(Data entries)
__________________________________________________

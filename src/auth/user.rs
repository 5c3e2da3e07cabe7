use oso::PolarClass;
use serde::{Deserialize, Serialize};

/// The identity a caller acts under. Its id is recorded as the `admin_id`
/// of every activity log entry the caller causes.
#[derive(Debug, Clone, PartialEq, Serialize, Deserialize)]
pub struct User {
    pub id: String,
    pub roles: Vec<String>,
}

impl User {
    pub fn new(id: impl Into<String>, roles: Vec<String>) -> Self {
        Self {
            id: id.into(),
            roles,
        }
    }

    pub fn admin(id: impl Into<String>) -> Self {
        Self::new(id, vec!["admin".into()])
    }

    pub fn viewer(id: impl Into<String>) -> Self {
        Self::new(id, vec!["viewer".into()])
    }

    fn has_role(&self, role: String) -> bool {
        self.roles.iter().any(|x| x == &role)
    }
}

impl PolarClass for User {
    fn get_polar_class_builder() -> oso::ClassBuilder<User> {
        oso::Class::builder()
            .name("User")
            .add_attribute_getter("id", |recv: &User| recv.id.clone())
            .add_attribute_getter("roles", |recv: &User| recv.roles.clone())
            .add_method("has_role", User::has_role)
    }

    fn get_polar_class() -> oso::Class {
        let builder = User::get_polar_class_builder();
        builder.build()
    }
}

__________________________________________________

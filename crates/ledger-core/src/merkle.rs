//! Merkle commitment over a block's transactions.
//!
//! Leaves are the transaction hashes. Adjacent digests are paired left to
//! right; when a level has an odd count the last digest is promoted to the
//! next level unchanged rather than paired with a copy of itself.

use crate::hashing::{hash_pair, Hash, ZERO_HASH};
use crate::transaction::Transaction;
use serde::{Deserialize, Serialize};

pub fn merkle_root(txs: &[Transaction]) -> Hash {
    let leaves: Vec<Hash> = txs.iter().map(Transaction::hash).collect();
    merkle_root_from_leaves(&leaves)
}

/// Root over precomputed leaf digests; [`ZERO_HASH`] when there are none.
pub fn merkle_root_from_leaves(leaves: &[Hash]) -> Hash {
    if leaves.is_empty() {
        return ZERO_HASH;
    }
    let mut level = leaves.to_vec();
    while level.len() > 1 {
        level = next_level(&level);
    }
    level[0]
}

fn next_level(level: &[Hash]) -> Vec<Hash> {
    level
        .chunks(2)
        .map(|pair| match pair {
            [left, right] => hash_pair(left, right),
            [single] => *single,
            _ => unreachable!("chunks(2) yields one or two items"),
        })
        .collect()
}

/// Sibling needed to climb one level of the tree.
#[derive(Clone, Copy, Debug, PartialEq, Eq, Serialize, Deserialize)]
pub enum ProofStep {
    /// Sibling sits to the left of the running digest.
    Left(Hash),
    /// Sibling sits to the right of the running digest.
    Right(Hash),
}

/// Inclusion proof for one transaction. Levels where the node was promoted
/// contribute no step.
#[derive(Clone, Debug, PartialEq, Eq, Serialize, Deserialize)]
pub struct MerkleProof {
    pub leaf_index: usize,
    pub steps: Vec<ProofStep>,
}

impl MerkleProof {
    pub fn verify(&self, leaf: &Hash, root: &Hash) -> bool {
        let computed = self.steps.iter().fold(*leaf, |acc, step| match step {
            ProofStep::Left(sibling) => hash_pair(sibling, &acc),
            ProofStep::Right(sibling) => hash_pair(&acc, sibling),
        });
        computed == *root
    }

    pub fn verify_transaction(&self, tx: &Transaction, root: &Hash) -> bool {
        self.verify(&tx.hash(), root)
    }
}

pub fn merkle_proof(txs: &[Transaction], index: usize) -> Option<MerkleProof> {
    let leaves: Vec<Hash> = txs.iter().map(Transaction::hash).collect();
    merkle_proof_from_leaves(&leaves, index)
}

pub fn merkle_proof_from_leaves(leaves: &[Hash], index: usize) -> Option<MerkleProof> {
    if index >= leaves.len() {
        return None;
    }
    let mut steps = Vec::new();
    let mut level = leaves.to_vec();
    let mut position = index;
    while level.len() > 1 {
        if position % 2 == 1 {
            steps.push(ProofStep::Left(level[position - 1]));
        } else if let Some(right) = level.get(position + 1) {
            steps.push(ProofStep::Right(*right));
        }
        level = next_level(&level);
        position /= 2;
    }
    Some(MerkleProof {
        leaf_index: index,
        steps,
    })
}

__________________________________________________

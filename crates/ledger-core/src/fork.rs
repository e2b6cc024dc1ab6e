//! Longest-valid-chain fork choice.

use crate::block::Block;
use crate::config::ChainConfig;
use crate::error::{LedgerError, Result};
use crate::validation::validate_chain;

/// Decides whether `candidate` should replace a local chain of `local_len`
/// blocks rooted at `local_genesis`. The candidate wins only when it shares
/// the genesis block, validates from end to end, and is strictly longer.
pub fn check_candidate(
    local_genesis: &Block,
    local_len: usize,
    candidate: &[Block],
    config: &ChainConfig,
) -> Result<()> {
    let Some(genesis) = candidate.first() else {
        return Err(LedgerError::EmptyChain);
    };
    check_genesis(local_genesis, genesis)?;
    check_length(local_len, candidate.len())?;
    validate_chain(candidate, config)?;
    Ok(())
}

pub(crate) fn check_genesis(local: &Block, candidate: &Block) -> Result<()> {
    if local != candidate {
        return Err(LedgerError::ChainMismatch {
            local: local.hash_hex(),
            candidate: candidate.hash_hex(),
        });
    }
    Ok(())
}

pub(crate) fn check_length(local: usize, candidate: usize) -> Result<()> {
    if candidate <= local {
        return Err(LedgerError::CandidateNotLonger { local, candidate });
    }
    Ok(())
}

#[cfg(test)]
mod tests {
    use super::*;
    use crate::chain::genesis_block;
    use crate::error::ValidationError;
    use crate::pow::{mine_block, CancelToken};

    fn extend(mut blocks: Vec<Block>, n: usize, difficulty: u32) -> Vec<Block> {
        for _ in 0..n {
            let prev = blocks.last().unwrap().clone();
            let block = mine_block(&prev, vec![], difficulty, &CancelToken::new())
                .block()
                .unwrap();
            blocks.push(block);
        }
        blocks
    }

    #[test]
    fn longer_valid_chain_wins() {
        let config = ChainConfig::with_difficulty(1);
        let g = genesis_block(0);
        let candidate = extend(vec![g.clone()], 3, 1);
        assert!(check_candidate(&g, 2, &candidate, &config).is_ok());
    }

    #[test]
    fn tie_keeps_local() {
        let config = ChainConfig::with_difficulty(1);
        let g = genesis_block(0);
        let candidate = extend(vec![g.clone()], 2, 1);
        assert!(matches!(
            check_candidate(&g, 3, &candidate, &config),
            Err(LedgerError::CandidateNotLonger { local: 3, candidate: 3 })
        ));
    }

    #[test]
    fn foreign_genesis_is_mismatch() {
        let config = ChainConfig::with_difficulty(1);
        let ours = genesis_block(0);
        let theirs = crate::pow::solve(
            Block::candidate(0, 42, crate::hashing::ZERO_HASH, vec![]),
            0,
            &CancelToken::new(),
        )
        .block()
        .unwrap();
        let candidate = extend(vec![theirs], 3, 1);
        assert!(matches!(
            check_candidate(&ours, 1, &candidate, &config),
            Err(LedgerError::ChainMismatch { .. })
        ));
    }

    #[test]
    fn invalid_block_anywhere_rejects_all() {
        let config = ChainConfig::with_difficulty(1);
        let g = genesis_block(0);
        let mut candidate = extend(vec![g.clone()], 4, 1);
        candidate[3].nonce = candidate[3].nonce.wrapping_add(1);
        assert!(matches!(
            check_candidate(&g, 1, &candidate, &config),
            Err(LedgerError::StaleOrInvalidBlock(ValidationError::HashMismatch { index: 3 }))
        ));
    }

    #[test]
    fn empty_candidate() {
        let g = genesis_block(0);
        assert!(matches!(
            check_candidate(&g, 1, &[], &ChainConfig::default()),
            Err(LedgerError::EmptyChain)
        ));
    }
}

__________________________________________________

→ **Required action**:
Print exactly the lines above, between the one holding "filename src/auth/user.rs" and the one holding "the caller causes.", inclusive, and nothing besides.

→ **The answer**:
filename src/auth/user.rs
repository 5c3e2da3e07cabe7
use oso::PolarClass;
use serde::{Deserialize, Serialize};

/// The identity a caller acts under. Its id is recorded as the `admin_id`
/// of every activity log entry the caller causes.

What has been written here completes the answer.